JUSTICE HARRY BLACKMUN:

This Texas federal appeal and its Georgia companion, Doe v. Bolton, post, p. 179, present constitutional challenges to state criminal abortion legislation. The Texas statutes under attack here are typical of those that have been in effect in many States for approximately a century. The Georgia statutes, in contrast, have a modern cast and are a legislative product that, to an extent at least, obviously reflects the influences of recent attitudinal change, of advancing medical knowledge and techniques, and of new thinking about an old issue.

We forthwith acknowledge our awareness of the sensitive and emotional nature of the abortion controversy, of the vigorous opposing views, even among physicians, and of the deep and seemingly absolute convictions that the subject inspires. One's philosophy, one's experiences, one's exposure to the raw edges of human existence, one's religious training, one's attitudes toward life and family and their values, and the moral standards one establishes and seeks to observe, are all likely to influence and to color one's thinking and conclusions about abortion.

Our task, of course, is to resolve the issue by constitutional measurement, free of emotion and of predilection. We seek earnestly to do this, and, because we do, we have inquired into, and in this opinion place some emphasis upon, medical and medical-legal history and what that history reveals about man's attitudes toward the abortion procedure over the centuries. We bear in mind, too, Mr. Justice Holmes' admonition in his now-vindicated dissent in Lochner v. New York, 198 U. S. 45, 76 (1905):

    '[The Constitution] is made for people of fundamentally differing views, and the accident of our finding certain opinions natural and familiar or novel and even shocking ought not to conclude our judgment upon the question whether statutes embodying them conflict with the Constitution of the United States.'

The Texas statutes that concern us here are Arts. 1191-1194 and 1196 of the State's Penal Code. These make it a crime to "procure an abortion," as therein defined, or to attempt one, except with respect to "an abortion procured or attempted by medical advice for the purpose of saving the life of the mother." Similar statutes are in existence in a majority of the States.

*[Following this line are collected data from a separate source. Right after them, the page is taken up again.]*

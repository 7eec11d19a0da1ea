//! Functions every template can call regardless of the injected library.

use super::value::Value;
use super::{arity, FuncMap};
use std::cmp::Ordering;
use std::sync::LazyLock;

pub(crate) static BUILTINS: LazyLock<FuncMap> = LazyLock::new(|| {
    FuncMap::new()
        .with("and", and)
        .with("or", or)
        .with("not", not)
        .with("eq", eq)
        .with("ne", ne)
        .with("lt", lt)
        .with("le", le)
        .with("gt", gt)
        .with("ge", ge)
        .with("len", len)
        .with("index", index)
        .with("print", print)
        .with("println", println)
        .with("printf", printf)
        .with("urlquery", urlquery)
});

fn and(args: &[Value]) -> Result<Value, String> {
    let last = args.last().ok_or("want at least 1 arg")?;
    Ok(args
        .iter()
        .find(|v| !v.is_truthy())
        .unwrap_or(last)
        .clone())
}

fn or(args: &[Value]) -> Result<Value, String> {
    let last = args.last().ok_or("want at least 1 arg")?;
    Ok(args.iter().find(|v| v.is_truthy()).unwrap_or(last).clone())
}

fn not(args: &[Value]) -> Result<Value, String> {
    arity(args, 1)?;
    Ok(Value::Bool(!args[0].is_truthy()))
}

fn as_f64(value: &Value) -> Option<f64> {
    match value {
        Value::Int(i) => Some(*i as f64),
        Value::Float(f) => Some(*f),
        _ => None,
    }
}

fn equal(a: &Value, b: &Value) -> bool {
    match (a, b) {
        (x, y) if x.is_nil() && y.is_nil() => true,
        (Value::Int(x), Value::Int(y)) => x == y,
        (Value::Int(_) | Value::Float(_), Value::Int(_) | Value::Float(_)) => {
            as_f64(a) == as_f64(b)
        }
        _ => a == b,
    }
}

fn compare(a: &Value, b: &Value) -> Result<Ordering, String> {
    match (a, b) {
        (Value::Int(x), Value::Int(y)) => Ok(x.cmp(y)),
        (Value::String(x), Value::String(y)) => Ok(x.cmp(y)),
        (Value::Time(x), Value::Time(y)) => Ok(x.cmp(y)),
        _ => match (as_f64(a), as_f64(b)) {
            (Some(x), Some(y)) => x
                .partial_cmp(&y)
                .ok_or_else(|| "cannot compare NaN".to_string()),
            _ => Err(format!(
                "incompatible types for comparison: {} and {}",
                a.type_name(),
                b.type_name()
            )),
        },
    }
}

fn eq(args: &[Value]) -> Result<Value, String> {
    if args.len() < 2 {
        return Err("missing argument for comparison".to_string());
    }
    let first = &args[0];
    Ok(Value::Bool(args[1..].iter().any(|other| equal(first, other))))
}

fn ne(args: &[Value]) -> Result<Value, String> {
    arity(args, 2)?;
    Ok(Value::Bool(!equal(&args[0], &args[1])))
}

fn lt(args: &[Value]) -> Result<Value, String> {
    arity(args, 2)?;
    Ok(Value::Bool(compare(&args[0], &args[1])? == Ordering::Less))
}

fn le(args: &[Value]) -> Result<Value, String> {
    arity(args, 2)?;
    Ok(Value::Bool(compare(&args[0], &args[1])? != Ordering::Greater))
}

fn gt(args: &[Value]) -> Result<Value, String> {
    arity(args, 2)?;
    Ok(Value::Bool(compare(&args[0], &args[1])? == Ordering::Greater))
}

fn ge(args: &[Value]) -> Result<Value, String> {
    arity(args, 2)?;
    Ok(Value::Bool(compare(&args[0], &args[1])? != Ordering::Less))
}

fn len(args: &[Value]) -> Result<Value, String> {
    arity(args, 1)?;
    let n = match &args[0] {
        Value::String(s) => s.len(),
        Value::List(items) => items.len(),
        Value::Map(map) => map.len(),
        other => return Err(format!("len of type {}", other.type_name())),
    };
    Ok(Value::Int(n as i64))
}

/// `index m "key"` and `index list 0`, chained over several keys.
fn index(args: &[Value]) -> Result<Value, String> {
    let (item, keys) = args.split_first().ok_or("index of nothing")?;
    let mut current = item.clone();
    for key in keys {
        current = match (&current, key) {
            (c, _) if c.is_nil() => return Ok(Value::Missing),
            (Value::Map(map), Value::String(k)) => map.get(k).cloned().unwrap_or_default(),
            (Value::List(items), Value::Int(i)) => usize::try_from(*i)
                .ok()
                .and_then(|i| items.get(i))
                .cloned()
                .ok_or_else(|| format!("index out of range: {}", i))?,
            (c, k) => {
                return Err(format!(
                    "can't index item of type {} with {}",
                    c.type_name(),
                    k.type_name()
                ))
            }
        };
    }
    Ok(current)
}

/// Joins arguments, adding spaces between operands when neither is a string.
fn sprint(args: &[Value]) -> String {
    let mut out = String::new();
    for (i, arg) in args.iter().enumerate() {
        if i > 0 {
            let prev_is_string = matches!(args[i - 1], Value::String(_));
            if !prev_is_string && !matches!(arg, Value::String(_)) {
                out.push(' ');
            }
        }
        out.push_str(&arg.to_string());
    }
    out
}

fn print(args: &[Value]) -> Result<Value, String> {
    Ok(Value::String(sprint(args)))
}

fn println(args: &[Value]) -> Result<Value, String> {
    let mut line = args
        .iter()
        .map(Value::to_string)
        .collect::<Vec<_>>()
        .join(" ");
    line.push('\n');
    Ok(Value::String(line))
}

fn urlquery(args: &[Value]) -> Result<Value, String> {
    Ok(Value::String(urlencoding::encode(&sprint(args)).into_owned()))
}

fn printf(args: &[Value]) -> Result<Value, String> {
    let (format, rest) = args.split_first().ok_or("missing format")?;
    let Value::String(format) = format else {
        return Err(format!("format must be a string, got {}", format.type_name()));
    };
    Ok(Value::String(sprintf(format, rest)))
}

/// A small subset of Go's fmt verbs: %v %s %d %f %.Nf %q %t %x %%.
fn sprintf(format: &str, args: &[Value]) -> String {
    let mut out = String::new();
    let mut args = args.iter();
    let mut chars = format.chars().peekable();

    while let Some(c) = chars.next() {
        if c != '%' {
            out.push(c);
            continue;
        }

        let mut precision = None;
        if chars.peek() == Some(&'.') {
            chars.next();
            let mut digits = String::new();
            while let Some(&d) = chars.peek() {
                if !d.is_ascii_digit() {
                    break;
                }
                digits.push(d);
                chars.next();
            }
            precision = digits.parse::<usize>().ok();
        }

        let Some(verb) = chars.next() else {
            out.push_str("%!(NOVERB)");
            break;
        };
        if verb == '%' {
            out.push('%');
            continue;
        }
        let Some(arg) = args.next() else {
            out.push_str(&format!("%!{}(MISSING)", verb));
            continue;
        };

        let formatted = match (verb, arg) {
            ('v' | 's', arg) => arg.to_string(),
            ('d', Value::Int(i)) => i.to_string(),
            ('f', arg) if as_f64(arg).is_some() => {
                format!("{:.*}", precision.unwrap_or(6), as_f64(arg).unwrap_or_default())
            }
            ('q', arg) => serde_json::Value::String(arg.to_string()).to_string(),
            ('t', Value::Bool(b)) => b.to_string(),
            ('x', Value::Int(i)) => format!("{:x}", i),
            ('x', Value::String(s)) => s.bytes().map(|b| format!("{:02x}", b)).collect(),
            (verb, arg) => format!("%!{}({}={})", verb, arg.type_name(), arg),
        };
        out.push_str(&formatted);
    }
    out
}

Texas first enacted a criminal abortion statute in 1854. . . . This was soon modified into language that has remained substantially unchanged to the present time.

Jane Roe, a single woman who was residing in Dallas County, Texas, instituted this federal action in March 1970 against the District Attorney of the county. She sought a declaratory judgment that the Texas criminal abortion statutes were unconstitutional on their face, and an injunction restraining the defendant from enforcing the statutes.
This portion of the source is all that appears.